On Thu, Dec 29, 2011 at 01:17:51PM +0200, Avi Kivity wrote:
> > + default n
> > + help
> > + User process backed memory driver provides /dev/umem device.
> > + The /dev/umem device is designed for some sort of distributed
> > + shared memory. Especially post-copy live migration with KVM.

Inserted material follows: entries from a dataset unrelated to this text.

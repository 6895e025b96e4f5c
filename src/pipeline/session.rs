//! A live conversation: the pipeline stages wired together.
//!
//! ```text
//! transport ─▶ barge-in ─▶ stt ─▶ turn controller ─▶ synthesis ─▶ transport
//!                 ▲                                      │
//!                 └──────────── speech start/end ────────┘
//! ```
//!
//! [`Session::new`] validates configuration and loads the persona, so every
//! configuration error surfaces before a turn starts. The routing policy is
//! consulted again before each generation round.
//! [`Session::start`] spawns the stages; [`Session::stop`] cancels them and
//! returns the conversation history.

use std::sync::Arc;
use std::time::Duration;

use tokio::sync::{mpsc, watch};
use tokio::task::JoinHandle;
use tokio::time::Instant;
use tokio_util::sync::CancellationToken;
use tracing::{info, warn};

use super::barge_in::BargeInCoordinator;
use super::messages::{AudioChunk, ControlEvent, PipelineEvent};
use crate::agent::{TurnController, TurnSettings};
use crate::config::ProfileConfig;
use crate::error::{Result, SpeechError};
use crate::llm::{LlmBackend, Message, ModelRoute, RoutingPolicy, load_persona};
use crate::stt::{SpeechBackend, SttBridge};
use crate::tools::ToolRegistry;
use crate::tts::{SynthBridge, TtsBackend};

const AUDIO_CHANNEL_SIZE: usize = 64;
const EVENT_CHANNEL_SIZE: usize = 128;

/// Backend capabilities a session runs against.
#[derive(Clone)]
pub struct Backends {
    /// Speech recognition.
    pub speech: Arc<dyn SpeechBackend>,
    /// Chat completion.
    pub llm: Arc<dyn LlmBackend>,
    /// Speech synthesis.
    pub tts: Arc<dyn TtsBackend>,
    /// Tools offered to the model.
    pub tools: Arc<ToolRegistry>,
    /// Model selection.
    pub router: Arc<dyn RoutingPolicy>,
}

struct Running {
    input: Option<mpsc::Sender<PipelineEvent>>,
    control: mpsc::UnboundedSender<ControlEvent>,
    activity: watch::Sender<Instant>,
    stages: Vec<JoinHandle<()>>,
    watchdog: Option<JoinHandle<()>>,
    turns: JoinHandle<Vec<Message>>,
}

/// One live conversation.
pub struct Session {
    profile: ProfileConfig,
    backends: Backends,
    model: String,
    system_prompt: String,
    idle_timeout: Option<Duration>,
    cancel: CancellationToken,
    running: Option<Running>,
}

impl Session {
    /// Prepare a session for `profile`.
    ///
    /// # Errors
    ///
    /// Returns a config error if the STT settings are invalid or the persona
    /// file cannot be read.
    pub fn new(profile: ProfileConfig, backends: Backends) -> Result<Self> {
        profile.stt.validate()?;
        let system_prompt = load_persona(&profile.llm.persona_path)?;
        let model = backends.router.select_model(&profile);
        info!(profile = %profile.name, model = %model, "session configured");
        Ok(Self {
            profile,
            backends,
            model,
            system_prompt,
            idle_timeout: None,
            cancel: CancellationToken::new(),
            running: None,
        })
    }

    /// Stop the session after `timeout` without inbound audio.
    pub fn with_idle_timeout(mut self, timeout: Option<Duration>) -> Self {
        self.idle_timeout = timeout.filter(|t| !t.is_zero());
        self
    }

    /// Model the router picked when the session was configured.
    ///
    /// Later turns may use a different model if the policy changes its mind.
    pub fn model(&self) -> &str {
        &self.model
    }

    /// Whether the stages are running.
    pub fn is_running(&self) -> bool {
        self.running.is_some() && !self.cancel.is_cancelled()
    }

    /// Spawn the pipeline and return the outbound event stream.
    ///
    /// # Errors
    ///
    /// Returns a pipeline error if the session was already started or stopped.
    pub fn start(&mut self) -> Result<mpsc::Receiver<PipelineEvent>> {
        if self.running.is_some() || self.cancel.is_cancelled() {
            return Err(SpeechError::Pipeline("session already started".into()));
        }
        let stt = SttBridge::new(Arc::clone(&self.backends.speech), self.profile.stt.clone())?;

        let (input_tx, input_rx) = mpsc::channel(AUDIO_CHANNEL_SIZE);
        let (control_tx, control_rx) = mpsc::unbounded_channel();
        let (barge_tx, barge_rx) = mpsc::channel(AUDIO_CHANNEL_SIZE);
        let (stt_tx, stt_rx) = mpsc::channel(EVENT_CHANNEL_SIZE);
        let (turn_tx, turn_rx) = mpsc::channel(EVENT_CHANNEL_SIZE);
        let (out_tx, out_rx) = mpsc::channel(EVENT_CHANNEL_SIZE);

        let coordinator = BargeInCoordinator::new(self.profile.barge_in.clone());
        let turns = TurnController::new(
            Arc::clone(&self.backends.llm),
            Arc::clone(&self.backends.tools),
            TurnSettings {
                route: ModelRoute::new(
                    Arc::clone(&self.backends.router),
                    self.profile.clone(),
                ),
                tool_call_limit: self.profile.llm.tool_call_limit,
                system_prompt: Some(self.system_prompt.clone()),
            },
            coordinator.listener(),
        );
        let synth = SynthBridge::new(
            Arc::clone(&self.backends.tts),
            self.profile.tts.clone(),
            coordinator.listener(),
            control_tx.clone(),
        );

        let cancel = &self.cancel;
        let stages = vec![
            tokio::spawn(coordinator.run(input_rx, control_rx, barge_tx, cancel.clone())),
            tokio::spawn(stt.run(barge_rx, stt_tx, cancel.clone())),
            tokio::spawn(synth.run(turn_rx, out_tx, cancel.clone())),
        ];
        let turns = tokio::spawn(turns.run(stt_rx, turn_tx, cancel.clone()));

        let (activity, activity_rx) = watch::channel(Instant::now());
        let watchdog = self
            .idle_timeout
            .map(|timeout| tokio::spawn(idle_watchdog(timeout, activity_rx, cancel.clone())));

        info!(profile = %self.profile.name, "session started");
        self.running = Some(Running {
            input: Some(input_tx),
            control: control_tx,
            activity,
            stages,
            watchdog,
            turns,
        });
        Ok(out_rx)
    }

    /// Feed one chunk of inbound audio.
    ///
    /// # Errors
    ///
    /// Returns a channel error if the session is not running.
    pub async fn send_audio(&self, chunk: AudioChunk) -> Result<()> {
        let running = self.running()?;
        let input = running
            .input
            .as_ref()
            .ok_or_else(|| SpeechError::Channel("session input ended".into()))?;
        running.activity.send_replace(Instant::now());
        input
            .send(PipelineEvent::AudioIn(chunk))
            .await
            .map_err(|_| SpeechError::Channel("session input closed".into()))
    }

    /// Interrupt the assistant as if the user had barged in.
    ///
    /// # Errors
    ///
    /// Returns a channel error if the session is not running.
    pub fn interrupt(&self) -> Result<()> {
        self.running()?
            .control
            .send(ControlEvent::Interrupt)
            .map_err(|_| SpeechError::Channel("session control closed".into()))
    }

    /// Signal that no more audio will arrive. Stages finish the current
    /// turn, then the outbound stream ends.
    pub fn end_input(&mut self) {
        if let Some(running) = self.running.as_mut() {
            running.input = None;
        }
    }

    /// Cancel every stage, wait for them and return the conversation history.
    pub async fn stop(&mut self) -> Vec<Message> {
        self.cancel.cancel();
        let Some(running) = self.running.take() else {
            return Vec::new();
        };
        join_stages(running.stages, running.watchdog).await;
        let history = running.turns.await.unwrap_or_else(|e| {
            warn!(error = %e, "turn controller failed");
            Vec::new()
        });
        info!(messages = history.len(), "session stopped");
        history
    }

    /// End input, let the stages drain the current turn, then return the
    /// conversation history.
    pub async fn join(&mut self) -> Vec<Message> {
        let Some(mut running) = self.running.take() else {
            return Vec::new();
        };
        running.input = None;
        let history = running.turns.await.unwrap_or_else(|e| {
            warn!(error = %e, "turn controller failed");
            Vec::new()
        });
        drop(running.control);
        drop(running.activity);
        join_stages(running.stages, running.watchdog).await;
        self.cancel.cancel();
        history
    }

    fn running(&self) -> Result<&Running> {
        self.running
            .as_ref()
            .filter(|_| !self.cancel.is_cancelled())
            .ok_or_else(|| SpeechError::Channel("session is not running".into()))
    }
}

impl Drop for Session {
    fn drop(&mut self) {
        self.cancel.cancel();
    }
}

async fn join_stages(stages: Vec<JoinHandle<()>>, watchdog: Option<JoinHandle<()>>) {
    for stage in stages.into_iter().chain(watchdog) {
        if let Err(e) = stage.await {
            warn!(error = %e, "stage task failed");
        }
    }
}

/// Cancel the session once no audio has arrived for `timeout`.
async fn idle_watchdog(
    timeout: Duration,
    mut activity: watch::Receiver<Instant>,
    cancel: CancellationToken,
) {
    loop {
        let deadline = *activity.borrow_and_update() + timeout;
        tokio::select! {
            () = cancel.cancelled() => return,
            () = tokio::time::sleep_until(deadline) => {
                info!(timeout_secs = timeout.as_secs(), "session idle; stopping");
                cancel.cancel();
                return;
            }
            changed = activity.changed() => {
                if changed.is_err() {
                    return;
                }
            }
        }
    }
}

> > + When in doubt, say "N".
> > +
>
> Need documentation of the protocol between the kernel and userspace; not
> just the ioctls, but also how faults are propagated.
Will do.
>
> > +
> > +struct umem_page_req_list {
> > + struct list_head list;
> > + pgoff_t pgoff;
> > +};
> > +
> >
> > +
> > +
> > +static int umem_mark_page_cached(struct umem *umem,
> > + struct umem_page_cached *page_cached)
> > +{
> > + int ret = 0;
> > +#define PG_MAX ((__u32)32)
> > + __u64 pgoffs[PG_MAX];
> > + __u32 nr;
> > + unsigned long bit;
> > + bool wake_up_list = false;
> > +
> > + nr = 0;
> > + while (nr < page_cached->nr) {
> > + __u32 todo = min(PG_MAX, (page_cached->nr - nr));
> > + int i;
> > +
> > + if (copy_from_user(pgoffs, page_cached->pgoffs + nr,
> > + sizeof(*pgoffs) * todo)) {
> > + ret = -EFAULT;
> > + goto out;
> > + }
> > + for (i = 0; i < todo; ++i) {
> > + if (pgoffs[i] >= umem->pgoff_end) {
> > + ret = -EINVAL;
> > + goto out;
> > + }
> > + set_bit(pgoffs[i], umem->cached);
> > + }
> > + nr += todo;
> > + }
> > +
>
> Probably need an smp_wmb() where.
>
> > + spin_lock(&umem->lock);
> > + bit = 0;
> > + for (;;) {
> > + bit = find_next_bit(umem->sync_wait_bitmap, umem->sync_req_max,
> > + bit);
> > + if (bit >= umem->sync_req_max)
> > + break;
> > + if (test_bit(umem->sync_req[bit], umem->cached))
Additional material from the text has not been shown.